2.3 ARE THE QUALITIES OF AN OBJECT THAT CONSERVATORS SEEK TO PRESERVE AND MAINTAIN INTRINSIC TO THAT OBJECT OR REFLECTIONS OF SUBJECTIVE CULTURAL VALUES?

The Canadian code of ethics for conservators states: “All actions of the conservator must be governed by a respect for the integrity of the property, including physical, historical, conceptual, and aesthetic considerations” (IIC-CG and CAPC 1989, 5). The 1981 Guidance for Conservation Practice published by the United Kingdom Institute for Conservation states, “Conservation is the means by which the true nature of an object is preserved” (UKIC 1981, 1). In a scientific mode of thinking, integrity represents truths about the object such as its present condition and the materials it is made of and may include attributes such as the date and the maker. In general, a conservator's reasoning about integrity is based on supporting physical evidence present in or on the object as well as on documentation.

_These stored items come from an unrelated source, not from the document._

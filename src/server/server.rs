//! HTTP server wiring

use std::net::SocketAddr;
use std::sync::Arc;
use std::time::Instant;

use axum::Router;
use chrono::NaiveDate;
use tokio::sync::RwLock;
use tower_http::cors::{Any, CorsLayer};
use tower_http::trace::TraceLayer;

use crate::config::{Config, ServerConfig};
use crate::models::Member;
use crate::scheduler::Scheduler;
use crate::session::{Session, SessionError, SessionStore};
use crate::store::{open_store, SharedDocumentStore, Stored};
use crate::team::Team;

use super::api::create_router;

// ============================================================================
// App State
// ============================================================================

/// Shared application state
#[derive(Clone)]
pub struct AppState {
    /// Attendance and roster facade
    pub scheduler: Arc<Scheduler>,

    /// Directory, boards and set-lists
    pub team: Arc<Team>,

    /// Backing document store
    pub store: SharedDocumentStore,

    /// Server start time
    pub start_time: Instant,

    /// Configuration
    pub config: ServerConfig,

    /// Signed-in profile used for attribution and delete checks
    session: Arc<RwLock<Session>>,

    /// Session file; `None` keeps the session in memory only
    sessions: Option<SessionStore>,
}

impl AppState {
    /// Build every service over one store, starting anonymous
    pub fn new(store: SharedDocumentStore, config: ServerConfig, list_limit: usize) -> Self {
        Self {
            scheduler: Arc::new(Scheduler::with_member_limit(store.clone(), list_limit)),
            team: Arc::new(Team::new(store.clone(), list_limit)),
            store,
            start_time: Instant::now(),
            config,
            session: Arc::new(RwLock::new(Session::anonymous())),
            sessions: None,
        }
    }

    /// Restore the cached session and persist later sign-ins to `sessions`
    ///
    /// A corrupt session file is logged and replaced by the anonymous one.
    pub fn with_session_store(mut self, sessions: SessionStore) -> Self {
        let session = match sessions.load() {
            Ok(session) => session,
            Err(e) => {
                tracing::warn!(
                    path = %sessions.path().display(),
                    error = %e,
                    "Ignoring unreadable session file"
                );
                Session::anonymous()
            }
        };
        self.session = Arc::new(RwLock::new(session));
        self.sessions = Some(sessions);
        self
    }

    pub async fn session(&self) -> Session {
        self.session.read().await.clone()
    }

    /// Make `member` the current user and cache the session
    pub async fn sign_in(
        &self,
        member: &Stored<Member>,
        today: NaiveDate,
    ) -> Result<Session, SessionError> {
        let session = Session::sign_in(member, today);
        if let Some(sessions) = &self.sessions {
            sessions.save(&session)?;
        }
        *self.session.write().await = session.clone();
        tracing::info!(user = %member.id, leader = session.can_delete(), "Signed in");
        Ok(session)
    }

    /// Back to the anonymous profile
    pub async fn sign_out(&self) -> Result<Session, SessionError> {
        if let Some(sessions) = &self.sessions {
            sessions.clear()?;
        }
        let session = Session::anonymous();
        *self.session.write().await = session.clone();
        tracing::info!("Signed out");
        Ok(session)
    }
}

// ============================================================================
// Hiel Server
// ============================================================================

pub struct HielServer {
    config: ServerConfig,
    state: AppState,
}

impl HielServer {
    /// Open the configured store and build the server
    pub fn new(config: &Config) -> Result<Self, ServerError> {
        config
            .validate()
            .map_err(|e| ServerError::ConfigError(e.to_string()))?;

        let store = open_store(&config.database).map_err(|e| ServerError::InitError(e.to_string()))?;

        Ok(Self::with_store(
            store,
            config.server.clone(),
            config.team.list_limit,
        )
        .with_session_store(SessionStore::new(&config.session.path)))
    }

    /// Build the server over an existing store
    pub fn with_store(store: SharedDocumentStore, config: ServerConfig, list_limit: usize) -> Self {
        let state = AppState::new(store, config.clone(), list_limit);
        Self { config, state }
    }

    /// Load and persist the session through `sessions`
    pub fn with_session_store(mut self, sessions: SessionStore) -> Self {
        self.state = self.state.with_session_store(sessions);
        self
    }

    pub fn state(&self) -> AppState {
        self.state.clone()
    }

    /// Build the router with all routes
    pub fn build_router(&self) -> Router {
        let mut router = create_router(self.state.clone());

        if self.config.enable_cors {
            router = router.layer(
                CorsLayer::new()
                    .allow_origin(Any)
                    .allow_methods(Any)
                    .allow_headers(Any),
            );
        }

        if self.config.enable_request_logging {
            router = router.layer(TraceLayer::new_for_http());
        }

        router
    }

    /// Start the server
    pub async fn start(&self) -> Result<(), ServerError> {
        let router = self.build_router();
        let addr = self.config.bind_address;

        tracing::info!(
            addr = %addr,
            backend = self.state.store.backend_name(),
            "Starting hiel server"
        );

        let listener = tokio::net::TcpListener::bind(addr)
            .await
            .map_err(|e| ServerError::BindError(e.to_string()))?;

        axum::serve(listener, router)
            .await
            .map_err(|e| ServerError::ServeError(e.to_string()))?;

        Ok(())
    }

    /// Start with graceful shutdown
    pub async fn start_with_shutdown(
        &self,
        shutdown_signal: impl std::future::Future<Output = ()> + Send + 'static,
    ) -> Result<(), ServerError> {
        let router = self.build_router();
        let addr = self.config.bind_address;

        tracing::info!(addr = %addr, "Starting hiel server (with graceful shutdown)");

        let listener = tokio::net::TcpListener::bind(addr)
            .await
            .map_err(|e| ServerError::BindError(e.to_string()))?;

        axum::serve(listener, router)
            .with_graceful_shutdown(shutdown_signal)
            .await
            .map_err(|e| ServerError::ServeError(e.to_string()))?;

        tracing::info!("hiel server shutdown complete");
        Ok(())
    }

    pub fn info(&self) -> ServerInfo {
        ServerInfo {
            bind_address: self.config.bind_address,
            backend: self.state.store.backend_name().to_string(),
            cors_enabled: self.config.enable_cors,
            request_logging_enabled: self.config.enable_request_logging,
        }
    }
}

/// Server information
#[derive(Debug, Clone)]
pub struct ServerInfo {
    pub bind_address: SocketAddr,
    pub backend: String,
    pub cors_enabled: bool,
    pub request_logging_enabled: bool,
}

impl ServerInfo {
    /// Format as display string
    pub fn display(&self) -> String {
        format!(
            "Hiel Server\n\
             {:-<40}\n\
             Bind Address: {}\n\
             Store Backend: {}\n\
             CORS: {}\n\
             Request Logging: {}",
            "",
            self.bind_address,
            self.backend,
            if self.cors_enabled { "enabled" } else { "disabled" },
            if self.request_logging_enabled { "enabled" } else { "disabled" }
        )
    }
}

// ============================================================================
// Server Errors
// ============================================================================

#[derive(Debug, Clone)]
pub enum ServerError {
    /// Configuration error
    ConfigError(String),

    /// Store could not be opened
    InitError(String),

    /// Failed to bind to address
    BindError(String),

    /// Server error
    ServeError(String),
}

impl std::fmt::Display for ServerError {
    fn fmt(&self, f: &mut std::fmt::Formatter<'_>) -> std::fmt::Result {
        match self {
            Self::ConfigError(msg) => write!(f, "Configuration error: {}", msg),
            Self::InitError(msg) => write!(f, "Initialization error: {}", msg),
            Self::BindError(msg) => write!(f, "Failed to bind: {}", msg),
            Self::ServeError(msg) => write!(f, "Server error: {}", msg),
        }
    }
}

impl std::error::Error for ServerError {}

// ============================================================================
// Tests
// ============================================================================

#[cfg(test)]
mod tests {
    use super::*;
    use crate::config::DatabaseBackend;
    use crate::store::create_memory_store;

    #[test]
    fn test_server_from_memory_config() {
        let mut config = Config::default();
        config.database.backend = DatabaseBackend::Memory;

        let server = HielServer::new(&config).unwrap();
        let info = server.info();
        assert_eq!(info.backend, "memory");
        assert!(info.cors_enabled);
    }

    #[test]
    fn test_invalid_config_rejected() {
        let mut config = Config::default();
        config.database.backend = DatabaseBackend::Memory;
        config.team.list_limit = 0;

        assert!(matches!(
            HielServer::new(&config),
            Err(ServerError::ConfigError(_))
        ));
    }

    #[tokio::test]
    async fn test_scheduler_uses_list_limit() {
        let state = AppState::new(create_memory_store(), ServerConfig::default(), 7);
        assert_eq!(state.scheduler.roster().member_limit(), 7);
    }

    #[tokio::test]
    async fn test_session_restored_and_cleared() {
        let dir = tempfile::tempdir().unwrap();
        let sessions = SessionStore::new(dir.path().join("session.json"));
        let today = NaiveDate::from_ymd_opt(2025, 3, 1).unwrap();
        let leader = Stored {
            id: "m1".to_string(),
            version: 1,
            created_date: None,
            updated_date: None,
            value: Member::new("Kim").with_role(2025, "팀장"),
        };

        let state = AppState::new(create_memory_store(), ServerConfig::default(), 10)
            .with_session_store(sessions.clone());
        assert!(state.session().await.is_anonymous());
        state.sign_in(&leader, today).await.unwrap();

        let restarted = AppState::new(create_memory_store(), ServerConfig::default(), 10)
            .with_session_store(sessions.clone());
        assert!(restarted.session().await.can_delete());

        restarted.sign_out().await.unwrap();
        assert!(sessions.load().unwrap().is_anonymous());
    }

    #[test]
    fn test_corrupt_session_file_starts_anonymous() {
        let dir = tempfile::tempdir().unwrap();
        let path = dir.path().join("session.json");
        std::fs::write(&path, "{").unwrap();

        let state = AppState::new(create_memory_store(), ServerConfig::default(), 10)
            .with_session_store(SessionStore::new(path));
        assert!(state.session.try_read().unwrap().is_anonymous());
    }

    #[test]
    fn test_info_display() {
        let config = ServerConfig {
            enable_cors: false,
            ..Default::default()
        };
        let server = HielServer::with_store(create_memory_store(), config, 50);
        let text = server.info().display();

        assert!(text.contains("127.0.0.1:8080"));
        assert!(text.contains("CORS: disabled"));
    }
}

Many, however, believe that integrity is a matter of interpretation rather than of attributes that are integral to the object. It has been argued, for example, that even proven facts such as date and maker are not significant truths about the object, as they have no meaning unless interpreted (Handler 1992; Pearce 1992). Interpretation means that cultural values are superimposed and the result read as the truth.

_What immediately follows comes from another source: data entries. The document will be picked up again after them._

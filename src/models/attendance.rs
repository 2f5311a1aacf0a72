//! Attendance (availability) records

use chrono::NaiveDate;
use serde::{Deserialize, Serialize};
use std::fmt;
use std::str::FromStr;

use super::YearMonth;
use crate::store::Entity;

/// Kind of gathering a record refers to
#[derive(Debug, Clone, Copy, PartialEq, Eq, Hash, Serialize, Deserialize, Default)]
#[serde(rename_all = "snake_case")]
pub enum EventType {
    /// Sunday service
    #[default]
    SundayWorship,
    /// Saturday rehearsal
    SaturdayPractice,
}

impl EventType {
    pub fn as_str(&self) -> &'static str {
        match self {
            Self::SundayWorship => "sunday_worship",
            Self::SaturdayPractice => "saturday_practice",
        }
    }

    pub fn korean_label(&self) -> &'static str {
        match self {
            Self::SundayWorship => "주일",
            Self::SaturdayPractice => "연습",
        }
    }
}

impl fmt::Display for EventType {
    fn fmt(&self, f: &mut fmt::Formatter<'_>) -> fmt::Result {
        f.write_str(self.as_str())
    }
}

impl FromStr for EventType {
    type Err = String;

    fn from_str(s: &str) -> Result<Self, Self::Err> {
        match s {
            "sunday_worship" => Ok(Self::SundayWorship),
            "saturday_practice" => Ok(Self::SaturdayPractice),
            other => Err(format!("unknown event type '{other}'")),
        }
    }
}

/// A member's self-reported capacity to serve
///
/// `Pending` is the state of a member who has never answered; it is what
/// the ledger reports when no record exists.
#[derive(Debug, Clone, Copy, PartialEq, Eq, Hash, Serialize, Deserialize, Default)]
#[serde(rename_all = "lowercase")]
pub enum AvailabilityStatus {
    Available,
    Unavailable,
    #[default]
    Pending,
}

impl AvailabilityStatus {
    pub fn as_str(&self) -> &'static str {
        match self {
            Self::Available => "available",
            Self::Unavailable => "unavailable",
            Self::Pending => "pending",
        }
    }

    pub fn korean_label(&self) -> &'static str {
        match self {
            Self::Available => "가능",
            Self::Unavailable => "불가",
            Self::Pending => "미정",
        }
    }
}

impl fmt::Display for AvailabilityStatus {
    fn fmt(&self, f: &mut fmt::Formatter<'_>) -> fmt::Result {
        f.write_str(self.as_str())
    }
}

impl FromStr for AvailabilityStatus {
    type Err = String;

    fn from_str(s: &str) -> Result<Self, Self::Err> {
        match s {
            "available" => Ok(Self::Available),
            "unavailable" => Ok(Self::Unavailable),
            "pending" => Ok(Self::Pending),
            other => Err(format!("unknown availability status '{other}'")),
        }
    }
}

/// One member's answer for one date and event type
#[derive(Debug, Clone, PartialEq, Serialize, Deserialize)]
pub struct AttendanceRecord {
    pub member_id: String,

    /// Name at the time of answering
    pub member_name: String,

    pub date: NaiveDate,

    #[serde(default)]
    pub event_type: EventType,

    pub status: AvailabilityStatus,

    /// Month bucket for bulk retrieval
    pub year_month: YearMonth,
}

impl AttendanceRecord {
    pub fn new(
        member_id: impl Into<String>,
        member_name: impl Into<String>,
        date: NaiveDate,
        event_type: EventType,
        status: AvailabilityStatus,
    ) -> Self {
        Self {
            member_id: member_id.into(),
            member_name: member_name.into(),
            date,
            event_type,
            status,
            year_month: YearMonth::from_date(date),
        }
    }

    /// Whether this record is the one for (member, date, event type)
    pub fn matches(&self, member_id: &str, date: NaiveDate, event_type: EventType) -> bool {
        self.member_id == member_id && self.date == date && self.event_type == event_type
    }
}

impl Entity for AttendanceRecord {
    const COLLECTION: &'static str = "attendance";

    fn validate(&self) -> Result<(), String> {
        if self.member_id.is_empty() {
            return Err("attendance record without member_id".to_string());
        }
        if !self.year_month.contains(self.date) {
            return Err(format!(
                "year_month {} does not contain date {}",
                self.year_month, self.date
            ));
        }
        Ok(())
    }
}

#[cfg(test)]
mod tests {
    use super::*;

    #[test]
    fn test_new_stamps_year_month() {
        let date = NaiveDate::from_ymd_opt(2024, 6, 2).unwrap();
        let record = AttendanceRecord::new(
            "m1",
            "Kim",
            date,
            EventType::SundayWorship,
            AvailabilityStatus::Available,
        );
        assert_eq!(record.year_month.to_string(), "2024-06");
        assert!(record.validate().is_ok());
    }

    #[test]
    fn test_wire_format() {
        let date = NaiveDate::from_ymd_opt(2024, 6, 2).unwrap();
        let record = AttendanceRecord::new(
            "m1",
            "Kim",
            date,
            EventType::SundayWorship,
            AvailabilityStatus::Unavailable,
        );
        let value = serde_json::to_value(&record).unwrap();
        assert_eq!(value["date"], "2024-06-02");
        assert_eq!(value["event_type"], "sunday_worship");
        assert_eq!(value["status"], "unavailable");
        assert_eq!(value["year_month"], "2024-06");
    }

    #[test]
    fn test_mismatched_bucket_is_invalid() {
        let mut record = AttendanceRecord::new(
            "m1",
            "Kim",
            NaiveDate::from_ymd_opt(2024, 6, 30).unwrap(),
            EventType::SundayWorship,
            AvailabilityStatus::Available,
        );
        record.year_month = YearMonth::new(2024, 7).unwrap();
        assert!(record.validate().is_err());
    }

    #[test]
    fn test_pending_is_default() {
        assert_eq!(AvailabilityStatus::default(), AvailabilityStatus::Pending);
        assert_eq!("pending".parse::<AvailabilityStatus>().unwrap(), AvailabilityStatus::Pending);
    }
}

The following example illustrates this argument. In 1993 the University of British Columbia Museum of Anthropology (MOA) agreed to loan masks to a First Nations family for use in a potlatch, in part because the objects were sturdy and dated from the middle of this century. However, if these same Northwest Coast objects were in equally good condition but had been made in 1825 or 1790, they would be among a very few objects from that period that have survived; it is doubtful that MOA would have lent them for use in a dance. The date in this case was given value as a relative concept rather than as a fact.

These questions about the nature of “integrity” reflect back on the larger question of how a conservator proceeds when working on an object from another culture when the values of the originating culture are in apparent conflict with the values of conservation.

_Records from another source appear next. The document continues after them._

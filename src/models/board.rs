//! Announcements and prayer requests

use chrono::{DateTime, Utc};
use serde::{Deserialize, Serialize};
use std::fmt;
use std::str::FromStr;

use crate::store::Entity;

// ============================================================================
// Announcements
// ============================================================================

#[derive(Debug, Clone, Copy, PartialEq, Eq, Hash, Serialize, Deserialize, Default)]
pub enum AnnouncementCategory {
    #[serde(rename = "일정")]
    Schedule,
    #[serde(rename = "중요")]
    Important,
    #[serde(rename = "찬양")]
    Worship,
    #[serde(rename = "팀행사")]
    TeamEvent,
    #[serde(rename = "기타")]
    #[default]
    Other,
}

impl AnnouncementCategory {
    pub fn korean_label(&self) -> &'static str {
        match self {
            Self::Schedule => "일정",
            Self::Important => "중요",
            Self::Worship => "찬양",
            Self::TeamEvent => "팀행사",
            Self::Other => "기타",
        }
    }
}

impl fmt::Display for AnnouncementCategory {
    fn fmt(&self, f: &mut fmt::Formatter<'_>) -> fmt::Result {
        f.write_str(self.korean_label())
    }
}

#[derive(Debug, Clone, PartialEq, Serialize, Deserialize)]
pub struct Announcement {
    pub title: String,

    #[serde(default)]
    pub content: String,

    #[serde(default)]
    pub category: AnnouncementCategory,

    #[serde(default)]
    pub is_pinned: bool,

    #[serde(default)]
    pub author_name: String,

    /// Emails of members who opened it
    #[serde(default)]
    pub read_by: Vec<String>,
}

impl Announcement {
    pub fn new(title: impl Into<String>, content: impl Into<String>) -> Self {
        Self {
            title: title.into(),
            content: content.into(),
            category: AnnouncementCategory::default(),
            is_pinned: false,
            author_name: String::new(),
            read_by: Vec::new(),
        }
    }

    /// Case-insensitive match on title or content
    pub fn matches_query(&self, query: &str) -> bool {
        let query = query.to_lowercase();
        self.title.to_lowercase().contains(&query) || self.content.to_lowercase().contains(&query)
    }
}

impl Entity for Announcement {
    const COLLECTION: &'static str = "announcements";

    fn validate(&self) -> Result<(), String> {
        if self.title.trim().is_empty() {
            return Err("announcement title must not be blank".to_string());
        }
        Ok(())
    }
}

// ============================================================================
// Prayer requests
// ============================================================================

#[derive(Debug, Clone, Copy, PartialEq, Eq, Hash, Serialize, Deserialize, Default)]
pub enum PrayerCategory {
    #[serde(rename = "개인")]
    #[default]
    Personal,
    #[serde(rename = "팀")]
    Team,
    #[serde(rename = "가족")]
    Family,
    #[serde(rename = "교회")]
    Church,
    #[serde(rename = "기타")]
    Other,
}

/// Reaction buttons on a prayer request
#[derive(Debug, Clone, Copy, PartialEq, Eq, Hash, Serialize, Deserialize)]
#[serde(rename_all = "lowercase")]
pub enum ReactionKind {
    Pray,
    Heart,
    Strength,
}

impl FromStr for ReactionKind {
    type Err = String;

    fn from_str(s: &str) -> Result<Self, Self::Err> {
        match s {
            "pray" => Ok(Self::Pray),
            "heart" => Ok(Self::Heart),
            "strength" => Ok(Self::Strength),
            other => Err(format!("unknown reaction '{other}'")),
        }
    }
}

/// Emails per reaction kind
#[derive(Debug, Clone, PartialEq, Eq, Default, Serialize, Deserialize)]
pub struct Reactions {
    #[serde(default)]
    pub pray: Vec<String>,
    #[serde(default)]
    pub heart: Vec<String>,
    #[serde(default)]
    pub strength: Vec<String>,
}

impl Reactions {
    pub fn get_mut(&mut self, kind: ReactionKind) -> &mut Vec<String> {
        match kind {
            ReactionKind::Pray => &mut self.pray,
            ReactionKind::Heart => &mut self.heart,
            ReactionKind::Strength => &mut self.strength,
        }
    }

    pub fn get(&self, kind: ReactionKind) -> &[String] {
        match kind {
            ReactionKind::Pray => &self.pray,
            ReactionKind::Heart => &self.heart,
            ReactionKind::Strength => &self.strength,
        }
    }
}

#[derive(Debug, Clone, PartialEq, Serialize, Deserialize)]
pub struct PrayerComment {
    pub id: String,
    pub author: String,
    pub content: String,
    pub created_at: DateTime<Utc>,
}

#[derive(Debug, Clone, PartialEq, Serialize, Deserialize)]
pub struct PrayerRequest {
    pub content: String,

    #[serde(default)]
    pub category: PrayerCategory,

    #[serde(default)]
    pub is_urgent: bool,

    #[serde(default)]
    pub author_name: String,

    /// Email of the member who posted it
    #[serde(default)]
    pub created_by: Option<String>,

    /// Emails of members praying for this request
    #[serde(default)]
    pub prayers: Vec<String>,

    #[serde(default)]
    pub reactions: Reactions,

    #[serde(default)]
    pub comments: Vec<PrayerComment>,

    #[serde(default)]
    pub is_answered: bool,

    #[serde(default)]
    pub answer_testimony: Option<String>,
}

impl PrayerRequest {
    pub fn new(content: impl Into<String>, category: PrayerCategory) -> Self {
        Self {
            content: content.into(),
            category,
            is_urgent: false,
            author_name: String::new(),
            created_by: None,
            prayers: Vec::new(),
            reactions: Reactions::default(),
            comments: Vec::new(),
            is_answered: false,
            answer_testimony: None,
        }
    }
}

impl Entity for PrayerRequest {
    const COLLECTION: &'static str = "prayer_requests";

    fn validate(&self) -> Result<(), String> {
        if self.content.trim().is_empty() {
            return Err("prayer request must have content".to_string());
        }
        Ok(())
    }
}

/// Add `email` if absent, remove it if present. Returns whether it is now present.
pub fn toggle_email(list: &mut Vec<String>, email: &str) -> bool {
    if let Some(pos) = list.iter().position(|e| e == email) {
        list.remove(pos);
        false
    } else {
        list.push(email.to_string());
        true
    }
}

2.4 HOW DOES A PROFESSION DEDICATED TO PRESERVATION ACCEPT CHANGE?

New purposes for museums mean change, perhaps adding a layer of difficulty to acceptance by the conservation profession, whose mission is essentially to preserve against change. (“Preservation against change” is also a value found in traditional museology, which often presented cultures in a frozen time frame referred to as the “ethnographic present,” which was considered to represent the “authentic” culture.)

Cultural meanings do change, however, and to give precedence to cultural integrity means accepting that there may be different “truths” at different times. An example has been given of a canoe that was originally created as one of many utilitarian objects but now has a different cultural significance for the people because it is the only one left (Phillips 1991, cited in Clavir 1992, and Feest 1995).

In accepting that cultural meanings change, conservators are being asked not only to value the less tangible attributes of an object but also to realize the acceptability of continuing process and the validity of a more abstract, shifting context than is usually found in conservation. This new conceptual demand on conservators parallels, in many ways, the changing nature of museums and the role of collections in them.